(Dataset entries)
⟨
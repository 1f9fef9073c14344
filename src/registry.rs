//! Distributed connection registry
//!
//! Cross-process directory of live connections. Every registration writes
//! three structures in one atomic step:
//!
//! - the connection detail record
//! - the user -> connections index
//! - the instance -> connections index
//!
//! and removal deletes all three or none. The per-user connection cap is
//! checked inside the same atomic step, so concurrent registrations from
//! different processes can never exceed it.
//!
//! # Backends
//!
//! - `memory` - single-process directory, for development and tests
//! - `redis` - Lua scripts against a shared Redis (feature `redis`)

mod memory;

pub use memory::MemoryRegistry;

#[cfg(feature = "redis")]
mod redis;

#[cfg(feature = "redis")]
pub use self::redis::{RedisRegistry, connect_redis};

use std::sync::Arc;
use std::time::Duration;

use async_trait::async_trait;
use serde::{Deserialize, Serialize};
use tokio_util::sync::CancellationToken;
use tracing::{debug, error};

use crate::session::ClientInfo;

/// Directory entry for one live connection
#[derive(Debug, Clone, PartialEq, Eq, Serialize, Deserialize)]
pub struct ConnectionRecord {
    pub connection_id: String,
    pub user_id: String,
    pub session_id: String,
    /// Gateway process holding the socket
    pub instance_id: String,
    pub source_ip: String,
    pub user_agent: String,
    /// Unix milliseconds
    pub connected_at: i64,
}

impl ConnectionRecord {
    pub fn from_client(info: &ClientInfo, instance_id: &str) -> Self {
        Self {
            connection_id: info.connection_id.clone(),
            user_id: info.user_id.clone(),
            session_id: info.session_id.clone(),
            instance_id: instance_id.to_string(),
            source_ip: info.source_ip.clone(),
            user_agent: info.user_agent.clone(),
            connected_at: info.connected_at.timestamp_millis(),
        }
    }
}

/// Connection registry backend trait
#[async_trait]
pub trait ConnectionRegistry: Send + Sync {
    /// Atomically register a connection unless the user already holds
    /// `max_per_user` live connections. Returns whether it was accepted.
    async fn create_connection(
        &self,
        record: &ConnectionRecord,
        max_per_user: usize,
    ) -> anyhow::Result<bool>;

    /// Atomically remove a connection from all three structures.
    /// Returns whether a record existed.
    async fn remove_connection(&self, connection_id: &str) -> anyhow::Result<bool>;

    /// Fetch a live connection record
    async fn get_connection(&self, connection_id: &str) -> anyhow::Result<Option<ConnectionRecord>>;

    /// Live connection ids of a user, across all instances
    async fn list_connections_for_user(&self, user_id: &str) -> anyhow::Result<Vec<String>>;

    /// Live connection ids held by a gateway instance
    async fn list_connections_for_instance(&self, instance_id: &str) -> anyhow::Result<Vec<String>>;

    /// Extend the TTL of every record held by an instance and prune expired
    /// index members. Returns the number of records refreshed.
    async fn refresh_instance(&self, instance_id: &str) -> anyhow::Result<usize>;
}

/// Spawn the liveness heartbeat for this instance's registry rows
pub fn spawn_heartbeat(
    registry: Arc<dyn ConnectionRegistry>,
    instance_id: String,
    period: Duration,
    shutdown: CancellationToken,
) -> tokio::task::JoinHandle<()> {
    tokio::spawn(async move {
        let mut ticker = tokio::time::interval(period);
        ticker.tick().await;

        loop {
            tokio::select! {
                _ = shutdown.cancelled() => break,
                _ = ticker.tick() => {
                    match registry.refresh_instance(&instance_id).await {
                        Ok(refreshed) => debug!(instance = %instance_id, refreshed, "registry heartbeat"),
                        Err(e) => error!(instance = %instance_id, error = %e, "registry heartbeat failed"),
                    }
                }
            }
        }
    })
}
⟩
** Your assignment **
Within the data, how many lines hold the word "anyhow"? State the number alone.

** Result of this task **
6